The captain took his hat to escort her as far as the gate.

"A quiet place," he said, looking round the little court, "and a happy place for the last days of improvident old men like me. Yet some of us grumble. Forgive my plain speech about the work."

"There is nothing to forgive, indeed, Captain Sorensen. Will you let me call upon you sometimes?"

She gave him her hand. He bowed over it with the courtesy of a captain on his own quarter-deck. When she turned away she saw that a tear was standing in his eyes.

"Father!" cried Nelly, rushing into his arms, "did you ever see anybody like her? Oh! oh! do you think I really shall do for her?"

"You will do your best, my dear. It is a long time, I think, since I have seen and spoken with any one like that. In the old days I have had passengers to Calcutta like her; but none more so, Nelly – no, never one more so."

"You couldn't, father." His daughter wanted no explanation of this mysterious qualification. "You couldn't. She is a lady, father;" she looked up and laughed.

"It's a funny thing for a real lady to open a dressmaker's shop on Stepney Green, isn't it?"

Remark, if you please, that this girl had never once before, in all her life, conversed with a lady; using the word in the prejudiced and narrow sense peculiar to the West End. Yet she discovered instantly the truth. Whence this instinct? It is a world full of strange and wonderful things; the more questions we ask, the more we may; and the more things we consider, the more incomprehensible does the sum of things appear. Inquiring reader, I do not know how Nelly divined that her visitor was a lady.

CHAPTER VIII.

WHAT HE GOT BY IT

A dressmaker's shop, without a dressmaker to manage it, would be, Angela considered, in some perplexity, like a ship without a steersman. She therefore waited with some impatience the promised visit of Rebekah Hermitage, whom she was to "get cheap," according to Mr. Bunker, on account of her Sabbatarian views.

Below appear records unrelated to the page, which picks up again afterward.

impl FunctionBuilder {
    /// Start a function with an empty `entry` block selected.
    pub fn new(name: impl Into<String>, params: &[(&str, Type)], return_type: Type) -> Self {
        Self {
            name: name.into(),
            params: params
                .iter()
                .map(|(name, ty)| Param {
                    name: (*name).to_string(),
                    ty: ty.clone(),
                })
                .collect(),
            return_type,
            blocks: vec![BasicBlock::new("entry")],
            value_types: params.iter().map(|(_, ty)| ty.clone()).collect(),
            current: BlockId::new(0),
            debug_loc: None,
        }
    }

    pub fn param(&self, index: usize) -> Operand {
        Operand::Value(ValueId::new(index as u32))
    }

    pub fn entry(&self) -> BlockId {
        BlockId::new(0)
    }

    pub fn current_block(&self) -> BlockId {
        self.current
    }

    /// Create an empty block (does not select it).
    pub fn block(&mut self, name: impl Into<String>) -> BlockId {
        let id = BlockId::new(self.blocks.len() as u32);
        self.blocks.push(BasicBlock::new(name));
        id
    }

    pub fn switch_to(&mut self, block: BlockId) {
        self.current = block;
    }

    /// Location attached to subsequently pushed instructions.
    pub fn set_debug_loc(&mut self, loc: Option<DebugLoc>) {
        self.debug_loc = loc;
    }

    /// Type of an operand as seen inside this function.
    pub fn operand_type(&self, operand: &Operand) -> Type {
        match operand {
            Operand::Value(id) => self.value_types.get(id.index()).cloned().unwrap_or(Type::Void),
            Operand::Const(c) => c.ty.clone(),
            Operand::Global { space, .. } => Type::Pointer(*space),
        }
    }

    /// Append an instruction; a non-void `ty` allocates a result value.
    pub fn push(&mut self, opcode: Opcode, ty: Type) -> Option<Operand> {
        let result = if ty.is_void() {
            None
        } else {
            let id = ValueId::new(self.value_types.len() as u32);
            self.value_types.push(ty.clone());
            Some(id)
        };
        let mut inst = Instruction::new(opcode, result, ty);
        inst.debug_loc = self.debug_loc.clone();
        if let Some(block) = self.blocks.get_mut(self.current.index()) {
            block.instructions.push(inst);
        }
        result.map(Operand::Value)
    }

    fn push_value(&mut self, opcode: Opcode, ty: Type) -> Operand {
        self.push(opcode, ty).unwrap_or(Operand::Const(Constant::undef(Type::Void)))
    }

    // ============================================================================================
    // Constants
    // ============================================================================================

    pub fn const_i32(&self, value: i32) -> Operand {
        Operand::Const(Constant::i32(value))
    }

    pub fn const_i64(&self, value: i64) -> Operand {
        Operand::Const(Constant::i64(value))
    }

    pub fn const_f32(&self, value: f32) -> Operand {
        Operand::Const(Constant::f32(value))
    }

    pub fn const_bool(&self, value: bool) -> Operand {
        Operand::Const(Constant::bool(value))
    }

    // ============================================================================================
    // Arithmetic
    // ============================================================================================

    pub fn binary(&mut self, op: BinaryOp, lhs: Operand, rhs: Operand) -> Operand {
        self.binary_flags(op, lhs, rhs, ArithFlags::NONE)
    }

    pub fn binary_flags(&mut self, op: BinaryOp, lhs: Operand, rhs: Operand, flags: ArithFlags) -> Operand {
        let ty = self.operand_type(&lhs);
        self.push_value(Opcode::Binary { op, lhs, rhs, flags }, ty)
    }

    pub fn fneg(&mut self, operand: Operand) -> Operand {
        let ty = self.operand_type(&operand);
        self.push_value(Opcode::FNeg { operand }, ty)
    }

    fn compare_type(&self, operand: &Operand) -> Type {
        match self.operand_type(operand) {
            Type::Vector(_, n) => Type::vector(Type::BOOL, n),
            _ => Type::BOOL,
        }
    }

    pub fn icmp(&mut self, pred: IntPredicate, lhs: Operand, rhs: Operand) -> Operand {
        let ty = self.compare_type(&lhs);
        self.push_value(Opcode::ICmp { pred, lhs, rhs }, ty)
    }

    pub fn fcmp(&mut self, pred: FloatPredicate, lhs: Operand, rhs: Operand) -> Operand {
        let ty = self.compare_type(&lhs);
        self.push_value(Opcode::FCmp { pred, lhs, rhs }, ty)
    }

    pub fn cast(&mut self, op: CastOp, operand: Operand, ty: Type) -> Operand {
        self.push_value(Opcode::Cast { op, operand }, ty)
    }

    pub fn select(&mut self, condition: Operand, if_true: Operand, if_false: Operand) -> Operand {
        let ty = self.operand_type(&if_true);
        self.push_value(
            Opcode::Select {
                condition,
                if_true,
                if_false,
            },
            ty,
        )
    }

    // ============================================================================================
    // Memory
    // ============================================================================================

    /// Private allocation of one `ty`.
    pub fn alloca(&mut self, ty: Type) -> Operand {
        self.alloca_n(ty, 1)
    }

    pub fn alloca_n(&mut self, ty: Type, count: u32) -> Operand {
        self.push_value(
            Opcode::Alloca {
                allocated: ty,
                count: Operand::Const(Constant::i32(count as i32)),
            },
            Type::Pointer(AddressSpace::Private),
        )
    }

    /// Load a `ty` through `pointer`.
    pub fn load(&mut self, ty: Type, pointer: Operand) -> Operand {
        let space = self.operand_type(&pointer).address_space().unwrap_or(AddressSpace::Private);
        self.push_value(Opcode::Load { pointer, space }, ty)
    }

    pub fn store(&mut self, value: Operand, pointer: Operand) {
        let space = self.operand_type(&pointer).address_space().unwrap_or(AddressSpace::Private);
        self.push(Opcode::Store { value, pointer, space }, Type::Void);
    }

    pub fn gep(&mut self, source: Type, base: Operand, indices: Vec<Operand>) -> Operand {
        let ty = self.operand_type(&base);
        self.push_value(Opcode::GetElementPtr { source, base, indices }, ty)
    }

    // ============================================================================================
    // Vectors and Aggregates
    // ============================================================================================

    pub fn extract_element(&mut self, vector: Operand, index: Operand) -> Operand {
        let ty = self.operand_type(&vector).scalar().clone();
        self.push_value(Opcode::ExtractElement { vector, index }, ty)
    }

    pub fn insert_element(&mut self, vector: Operand, element: Operand, index: Operand) -> Operand {
        let ty = self.operand_type(&vector);
        self.push_value(Opcode::InsertElement { vector, element, index }, ty)
    }

    pub fn shuffle(&mut self, lhs: Operand, rhs: Operand, mask: Vec<i32>) -> Operand {
        let element = self.operand_type(&lhs).scalar().clone();
        let ty = Type::vector(element, mask.len() as u32);
        self.push_value(Opcode::ShuffleVector { lhs, rhs, mask }, ty)
    }

    pub fn extract_value(&mut self, aggregate: Operand, indices: Vec<u32>) -> Operand {
        let mut ty = self.operand_type(&aggregate);
        for index in &indices {
            ty = ty.member(u64::from(*index)).cloned().unwrap_or(Type::Void);
        }
        self.push_value(Opcode::ExtractValue { aggregate, indices }, ty)
    }

    pub fn insert_value(&mut self, aggregate: Operand, element: Operand, indices: Vec<u32>) -> Operand {
        let ty = self.operand_type(&aggregate);
        self.push_value(
            Opcode::InsertValue {
                aggregate,
                element,
                indices,
            },
            ty,
        )
    }

    // ============================================================================================
    // Control Flow
    // ============================================================================================

    /// Phi node; more incoming edges can be added with [`Self::add_incoming`].
    pub fn phi(&mut self, ty: Type, incoming: Vec<(Operand, BlockId)>) -> Operand {
        self.push_value(Opcode::Phi { incoming }, ty)
    }

    pub fn add_incoming(&mut self, phi: &Operand, value: Operand, block: BlockId) {
        let Some(id) = phi.as_value() else { return };
        for inst in self.blocks.iter_mut().flat_map(|b| b.instructions.iter_mut()) {
            if inst.result == Some(id) {
                if let Opcode::Phi { incoming } = &mut inst.opcode {
                    incoming.push((value, block));
                }
                return;
            }
        }
    }

    /// Call returning a value of `ty`.
    pub fn call(&mut self, callee: impl Into<String>, ty: Type, args: Vec<Operand>) -> Operand {
        self.push_value(
            Opcode::Call {
                callee: callee.into(),
                args,
            },
            ty,
        )
    }

    pub fn call_void(&mut self, callee: impl Into<String>, args: Vec<Operand>) {
        self.push(
            Opcode::Call {
                callee: callee.into(),
                args,
            },
            Type::Void,
        );
    }

    pub fn br(&mut self, target: BlockId) {
        self.push(Opcode::Br { target }, Type::Void);
    }

    pub fn cond_br(&mut self, condition: Operand, if_true: BlockId, if_false: BlockId) {
        self.push(
            Opcode::CondBr {
                condition,
                if_true,
                if_false,
            },
            Type::Void,
        );
    }

    pub fn switch(&mut self, condition: Operand, default: BlockId, cases: Vec<(u64, BlockId)>) {
        self.push(
            Opcode::Switch {
                condition,
                default,
                cases,
            },
            Type::Void,
        );
    }

    pub fn ret(&mut self, value: Operand) {
        self.push(Opcode::Ret { value: Some(value) }, Type::Void);
    }

    pub fn ret_void(&mut self) {
        self.push(Opcode::Ret { value: None }, Type::Void);
    }

    pub fn unreachable(&mut self) {
        self.push(Opcode::Unreachable, Type::Void);
    }

    /// `barrier(flags)`
    pub fn barrier(&mut self, flags: u32) {
        self.call_void("barrier", vec![self.const_i32(flags as i32)]);
    }

    pub fn finish(self) -> Function {
        Function {
            name: self.name,
            params: self.params,
            return_type: self.return_type,
            blocks: self.blocks,
            value_types: self.value_types,
        }
    }
}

She came in the evening, while Angela was walking on the Green with the sprightly cabinet-maker. It was sunset, and Angela had been remarking to her companion, with a sort of irrational surprise, that the phenomena coincident with the close of the day are just as brilliantly colored and lavishly displayed for the squalid East as for the luxurious West. Perhaps, indeed, there are not many places in London where sunset does produce such good effects as at Stepney Green. The narrow strip, so called, in shape resembles too nearly a closed umbrella or a thickish walking-stick; but there are trees in it, and beds of flowers, and seats for those who wish to sit, and walks for those who wish to walk. And the better houses of the Green – Bormalack's was on the west, or dingy side – are on the east, and face the setting sun. They are of a good age, at least a hundred and fifty years old; they are built of a warm red brick, and some have doors ornamented with the old-fashioned shell, and all have an appearance of solid respectability, which makes the rest of Stepney proud of them. Here, in former days, dwelt the aristocracy of the parish; and on this side was the house taken by Angela for her dressmaking institution, the house in which her grandfather was born. The reason why the sunsets are more splendid and the sunrises brighter at Stepney than at the opposite end of London, is, that the sun sets behind the great bank of cloud which forever lies over London town. This lends his departure to the happy dwellers of the East strange and wonderful effects. Now, when he rises, it is naturally in the East, where there is no cloud of smoke to hide the brightness of his face.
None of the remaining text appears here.